Je sais qu'arrêter de fumer a été très dur pour lui mais je devrais vraiment lui dire que les bonbons fisherman anesthésient ses syllabes, j'en ai marre des demis bonjours lâchés sur un palier frisquet.

- Comment va ma copine Dory ?

- Fuck Jake, arrête de regarder Nemo avec tes filles !

Il lève les yeux au ciel - au plafond amianté pour être plus précise - et me lance un clin d'oeil amusé.

- Comme si j'avais le choix ! D'ailleurs si tu veux elles font une rediff ce soir...

La phrase est dite malgré tout avec un sérieux qui m'interpelle.

- T'as un rencard ? Tu veux que je garde les filles ?

- J'ai une affaire à traiter ce soir.

- Je t'aurais bien dépanné mais j'ai une obligation.

J'évite sciemment de lui parler du rendez-vous professionnel pour esquiver ses moqueries en tout genre, Jake n'est pas trop le type d'homme à se montrer bienveillant envers ma personne. Il est plutôt le style à ne pas louper une occasion pour me charrier.

- Bon allez cocotte, on a un interrogatoire avec une jeune femme qui ne lâche rien, on compte sur toi. En revanche si tu pouvais ne pas être trop percutante non plus ...

S'il a commencé sur le ton de la plaisanterie, je sens dans sa voix, une hésitation, non, une inquiétude réelle pour ma personne. J'attends patiemment qu'il s'explique.

- ... Ben tu sais quoi, tu obtiens de meilleurs résultats que pas mal d'agents et Sidney voudrait te passer en nego.
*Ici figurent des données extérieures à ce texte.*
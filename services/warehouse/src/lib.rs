//! Ratings Warehouse - builds a star schema from a ratings dataset
//!
//! Responsibilities:
//! - Stream the per-movie ratings source into a normalized intermediate store
//! - Read the title reference file into the movie dimension
//! - Derive the date and user dimensions from the observed ratings
//! - Assemble the fact table against the date keys, under an exact row cap
//! - Write every table as CSV plus a manifest of row counts and hashes
//!
//! CRITICAL: runs are DETERMINISTIC
//! Same inputs + same row cap = byte-identical output files

pub mod budget;
pub mod config;
pub mod dates;
pub mod error;
pub mod facts;
pub mod model;
pub mod pipeline;
pub mod ratings;
pub mod store;
pub mod text;
pub mod titles;
pub mod users;
pub mod writer;

pub use budget::StreamState;
pub use config::PipelineConfig;
pub use error::{EtlError, Result, Stage};
pub use model::{DateRow, FactRow, MovieRow, RawRatingRecord, Table, UserRow, UNKNOWN_RELEASE_YEAR};
pub use pipeline::{compare_manifests, run, verify, RunSummary};
pub use writer::{file_sha256, Manifest, TableArtifact, MANIFEST_FILE};
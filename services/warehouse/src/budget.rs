//! Row-cap accounting shared by the streaming stages

use std::fmt;

/// Lifecycle of a streaming stage
#[derive(Debug, Clone, Copy, PartialEq, Eq)]
pub enum StreamState {
    Streaming,
    /// The row cap was hit; no further input is read
    CapReached,
    /// All input was consumed below the cap
    Done,
}

impl fmt::Display for StreamState {
    fn fmt(&self, f: &mut fmt::Formatter<'_>) -> fmt::Result {
        let s = match self {
            StreamState::Streaming => "streaming",
            StreamState::CapReached => "cap reached",
            StreamState::Done => "done",
        };
        f.write_str(s)
    }
}

/// Running total of emitted rows against an optional cap
#[derive(Debug, Clone, Copy)]
pub struct RowBudget {
    cap: Option<u64>,
    emitted: u64,
}

impl RowBudget {
    pub fn new(cap: Option<u64>) -> Self {
        Self { cap, emitted: 0 }
    }

    pub fn emitted(&self) -> u64 {
        self.emitted
    }

    pub fn remaining(&self) -> Option<u64> {
        self.cap.map(|cap| cap.saturating_sub(self.emitted))
    }

    pub fn is_exhausted(&self) -> bool {
        self.remaining() == Some(0)
    }

    /// How many of `pending` rows may still be emitted
    pub fn admit(&self, pending: usize) -> usize {
        match self.remaining() {
            Some(left) => pending.min(usize::try_from(left).unwrap_or(usize::MAX)),
            None => pending,
        }
    }

    /// True once `emitted + pending` rows would reach the cap
    pub fn would_fill(&self, pending: usize) -> bool {
        match self.remaining() {
            Some(left) => pending as u64 >= left,
            None => false,
        }
    }

    pub fn consume(&mut self, rows: usize) {
        self.emitted += rows as u64;
    }
}
//! Intermediate rating store
//!
//! A run-scoped, append-only CSV file holding the normalized rating stream.
//! Every later stage reads it with its own sequential pass, so the raw
//! source files are parsed exactly once.

use crate::error::{EtlError, Result};
use crate::model::RawRatingRecord;
use std::fs::{self, File};
use std::io::{BufReader, BufWriter};
use std::path::{Path, PathBuf};

pub const STORE_FILE: &str = "ratings.intermediate.csv";

#[derive(Debug)]
pub struct IntermediateStore {
    path: PathBuf,
}

impl IntermediateStore {
    /// Create an empty store in `dir`, truncating leftovers of an aborted run
    pub fn create(dir: &Path) -> Result<Self> {
        fs::create_dir_all(dir).map_err(|e| EtlError::io(dir, e))?;
        let path = dir.join(STORE_FILE);
        File::create(&path).map_err(|e| EtlError::io(&path, e))?;
        Ok(Self { path })
    }

    pub fn path(&self) -> &Path {
        &self.path
    }

    pub fn appender(&self) -> Result<StoreAppender> {
        let file = fs::OpenOptions::new()
            .append(true)
            .open(&self.path)
            .map_err(|e| EtlError::io(&self.path, e))?;
        let writer = csv::WriterBuilder::new()
            .has_headers(false)
            .terminator(csv::Terminator::Any(b'\n'))
            .from_writer(BufWriter::new(file));
        Ok(StoreAppender {
            writer,
            path: self.path.clone(),
        })
    }

    /// Start an independent sequential read pass over the stream
    pub fn scan(&self) -> Result<StoreScan> {
        let file = File::open(&self.path).map_err(|source| EtlError::Open {
            path: self.path.clone(),
            source,
        })?;
        let reader = csv::ReaderBuilder::new()
            .has_headers(false)
            .from_reader(BufReader::new(file));
        Ok(StoreScan {
            records: reader.into_deserialize(),
            path: self.path.clone(),
        })
    }

    pub fn discard(self) -> Result<()> {
        match fs::remove_file(&self.path) {
            Ok(()) => Ok(()),
            Err(e) if e.kind() == std::io::ErrorKind::NotFound => Ok(()),
            Err(e) => Err(EtlError::io(&self.path, e)),
        }
    }
}

pub struct StoreAppender {
    writer: csv::Writer<BufWriter<File>>,
    path: PathBuf,
}

impl StoreAppender {
    pub fn append(&mut self, records: &[RawRatingRecord]) -> Result<()> {
        for record in records {
            self.writer
                .serialize(record)
                .map_err(|e| EtlError::csv(&self.path, e))?;
        }
        Ok(())
    }

    pub fn finish(mut self) -> Result<()> {
        self.writer.flush().map_err(|e| EtlError::io(&self.path, e))
    }
}

pub struct StoreScan {
    records: csv::DeserializeRecordsIntoIter<BufReader<File>, RawRatingRecord>,
    path: PathBuf,
}

impl Iterator for StoreScan {
    type Item = Result<RawRatingRecord>;

    fn next(&mut self) -> Option<Self::Item> {
        let path = &self.path;
        self.records
            .next()
            .map(|r| r.map_err(|e| EtlError::csv(path, e)))
    }
}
Outch ... très peu pour moi, Sidney veut faire de moi la prochaine victime du service ou quoi ? Aller négocier les prises d'otage et compagnie n'est pas ma prochaine évolution professionnelle visée. C'est au moins l'avantage de n'y être "que" consultante, c'est que je pourrais l'envoyer bouler avec sa proposition pourrie !
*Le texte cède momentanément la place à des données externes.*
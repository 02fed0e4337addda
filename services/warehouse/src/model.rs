//! Warehouse row types
//!
//! Column order of every table is the field order of its struct, and the
//! same order is used for the header row written by the warehouse writer.

use chrono::NaiveDate;
use serde::{Deserialize, Serialize};

/// Year used when the title file has no usable release year
pub const UNKNOWN_RELEASE_YEAR: i32 = 1800;

/// A single rating as parsed from the ratings source.
/// `date` is kept as the raw text seen in the source; it is only
/// interpreted by the date dimension builder.
#[derive(Debug, Clone, PartialEq, Eq, Serialize, Deserialize)]
pub struct RawRatingRecord {
    pub movie_id: i64,
    pub customer_id: i64,
    pub rating: u8,
    pub date: String,
}

#[derive(Debug, Clone, PartialEq, Eq, Serialize, Deserialize)]
pub struct MovieRow {
    pub movie_id: i64,
    pub year_of_release: i32,
    pub title: String,
}

#[derive(Debug, Clone, Copy, PartialEq, Eq, PartialOrd, Ord, Serialize, Deserialize)]
pub struct UserRow {
    pub customer_id: i64,
}

#[derive(Debug, Clone, PartialEq, Eq, Serialize, Deserialize)]
pub struct DateRow {
    pub date_key: i32,
    pub full_date: NaiveDate,
    pub year: i32,
    pub quarter: u32,
    pub month: u32,
    pub day: u32,
    pub week_of_year: u32,
}

#[derive(Debug, Clone, PartialEq, Eq, Serialize, Deserialize)]
pub struct FactRow {
    pub customer_id: i64,
    pub movie_id: i64,
    pub date_key: i32,
    pub rating_value: u8,
}

/// A warehouse table: its artifact name and header row
pub trait Table: Serialize {
    const NAME: &'static str;
    const HEADER: &'static [&'static str];

    fn file_name() -> String {
        format!("{}.csv", Self::NAME)
    }
}

impl Table for MovieRow {
    const NAME: &'static str = "dim_movie";
    const HEADER: &'static [&'static str] = &["movie_id", "year_of_release", "title"];
}

impl Table for UserRow {
    const NAME: &'static str = "dim_user";
    const HEADER: &'static [&'static str] = &["customer_id"];
}

impl Table for DateRow {
    const NAME: &'static str = "dim_date";
    const HEADER: &'static [&'static str] = &[
        "date_key",
        "full_date",
        "year",
        "quarter",
        "month",
        "day",
        "week_of_year",
    ];
}

impl Table for FactRow {
    const NAME: &'static str = "fact_rating";
    const HEADER: &'static [&'static str] = &["customer_id", "movie_id", "date_key", "rating_value"];
}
Je ricane et le suis à la salle d'interrogatoire, elle est vide pour l'instant. Je me décontracte légèrement et détaille mon ami, il me semble fatigué et soudainement voûté.

Aurais-je sous-estimé ses ennuis ? Ses préoccupations ?

C'est un type assez trapu, le voir voûté va à l'inverse de sa stature. Je ne dis pas qu'il n'est pas charmant. Souvent, les gens pensent que trapu est un qualificatif peu complaisant, mais non ! Je veux simplement dire qu'il n'a pas une ossature fine et qu'il est passablement musclé. En soit si on aime le style bûcheron/homme des cavernes, Jake est alors un super spécimen, disponible qui plus est. Entre nous, il n'y a jamais eu d'attirance. Peut-être parce qu'au début, je ne ressemblais à rien, que j'étais couverte de cicatrices et surtout que sa femme faisait encore partie du paysage... Et puis, par la suite, je suppose que j'ai été un peu obnubilée par "Sam" qui etait-ce ? Étais-je vraiment libre ?
Et Jake était certainement trop occupé à gérer seul les filles - et essayer d'atténuer leur peine d'avoir été abandonné par une mère inconsciente - pour me draguer.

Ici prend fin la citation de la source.